É a gola de pelo e a gabardine. É a saia atrevida, a fazer levantar os mortos e a avó Isilda benzer-se com a mão esquerda, perante tamanha “pouca vergonha”.
É o reencontro das famílias. “Veja tia, a minha Vanessa!”. “Oh! Está tão crescida! ‘Cá beijinho à tia!”. E a miúda, enfadada, oferece o rosto à tia, enquanto vai actualizando o Insta (#familymeeting #boring) . “Este é o meu Cajó!”. “Ai que ele já tem bigode! Sabias que a tia viu-te nu muitas vezes? É! Era eu quem te mudava a fralda e limpava esse cuzinho quando a tua mãe ia trabalhar.”
É o comentário futebolístico, feito de mãos nos bolsos, gingar da anca, porque falta o fino e os tremoços. Porque raio os cemitérios não têm bar? “Na Champions estamos lixados, mas cá dentro não damos hipótese.”

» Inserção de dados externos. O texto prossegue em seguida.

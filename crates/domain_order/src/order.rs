//! Purchase order aggregate

use chrono::{DateTime, NaiveDate, Utc};
use core_kernel::{DpoId, DpqId, Money, PartyId, ProductId, RfqId, TradeError};
use domain_quotation::Quotation;
use serde::{Deserialize, Serialize};

/// Order lifecycle status. The progression is strictly linear and there
/// are no reverse edges.
#[derive(Debug, Clone, Copy, PartialEq, Eq, Hash, Serialize, Deserialize)]
#[serde(rename_all = "snake_case")]
pub enum OrderStatus {
    Pending,
    Confirmed,
    Processing,
    Completed,
}

impl OrderStatus {
    pub fn as_str(&self) -> &'static str {
        match self {
            Self::Pending => "pending",
            Self::Confirmed => "confirmed",
            Self::Processing => "processing",
            Self::Completed => "completed",
        }
    }
}

impl std::fmt::Display for OrderStatus {
    fn fmt(&self, f: &mut std::fmt::Formatter<'_>) -> std::fmt::Result {
        f.write_str(self.as_str())
    }
}

/// A purchase order derived from an accepted quotation.
///
/// Commercial terms are snapshotted at conversion time; later edits to the
/// quotation (there are none, it is terminal) can never reach the order.
#[derive(Debug, Clone, Serialize, Deserialize)]
pub struct Order {
    pub id: DpoId,
    /// Source quotation
    pub dpq_id: DpqId,
    /// Originating RFQ, carried for workflow traversal
    pub rfq_id: RfqId,
    pub product_id: ProductId,
    pub buyer_id: PartyId,
    pub quantity: u32,
    pub unit_price: Money,
    /// unit_price x quantity, frozen at conversion
    pub total_value: Money,
    pub delivery_port: Option<String>,
    pub delivery_date: Option<NaiveDate>,
    pub payment_terms: String,
    pub status: OrderStatus,
    /// Version for optimistic concurrency
    pub version: u32,
    pub created_at: DateTime<Utc>,
    pub updated_at: DateTime<Utc>,
}

impl Order {
    /// Snapshots an accepted quotation into a pending order.
    pub fn from_quotation(quotation: &Quotation) -> Self {
        let now = Utc::now();
        Self {
            id: DpoId::new_v7(),
            dpq_id: quotation.id,
            rfq_id: quotation.rfq_id,
            product_id: quotation.product_id,
            buyer_id: quotation.buyer_id,
            quantity: quotation.quantity,
            unit_price: quotation.unit_price,
            total_value: quotation.total_value(),
            delivery_port: quotation.delivery_port.clone(),
            delivery_date: quotation.delivery_date,
            payment_terms: quotation.payment_terms.clone(),
            status: OrderStatus::Pending,
            version: 1,
            created_at: now,
            updated_at: now,
        }
    }

    pub fn is_terminal(&self) -> bool {
        self.status == OrderStatus::Completed
    }

    /// `pending` -> `confirmed`
    pub fn confirm(&mut self) -> Result<(), TradeError> {
        self.step("confirm order", OrderStatus::Pending, OrderStatus::Confirmed)
    }

    /// `confirmed` -> `processing`
    pub fn start_processing(&mut self) -> Result<(), TradeError> {
        self.step(
            "start processing",
            OrderStatus::Confirmed,
            OrderStatus::Processing,
        )
    }

    /// `processing` -> `completed`
    pub fn complete(&mut self) -> Result<(), TradeError> {
        self.step(
            "complete order",
            OrderStatus::Processing,
            OrderStatus::Completed,
        )
    }

    fn step(
        &mut self,
        action: &'static str,
        from: OrderStatus,
        to: OrderStatus,
    ) -> Result<(), TradeError> {
        if self.status != from {
            return Err(TradeError::invalid_state(action, self.status));
        }
        self.status = to;
        self.updated_at = Utc::now();
        Ok(())
    }
}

É a crónica social. “Olha-me aquela!!! Não quis saber dos pais enquanto foram vivos e agora vem para aqui chorar! Sabias que ela andava enrolada com o cunhado? É!!! E até se diz que o filho é dele!”. “Realmente… tem mais cara do tio do que do pai… E a filha mais velha já vai pelo mesmo caminho da mãe, diz-se que já fez um aborto!”
É a capital da solidão, do silêncio, do abandono, transfigurada em sunset outonal. Só falta o DJ e o copo de gin.
Percebe-se, por isso a indignação generalizada pelo encerramento de cemitérios, ou acesso limitado aos mesmos, provocada pelo COVID-19.
Não se percebe porque é que os mesmos espaços, estando todo o ano abertos, estão todo o ano vazios, abandonados. Flores apodrecem, invólucros de velas vazios são arrastados pelo vento. Salvam-se os sábados de manhã, onde se vendem flores e velas à entrada, aos fregueses do costume. Um ou outro jazigo vai ganhando vida. Efémera. Até ao toque de finados do ano seguinte.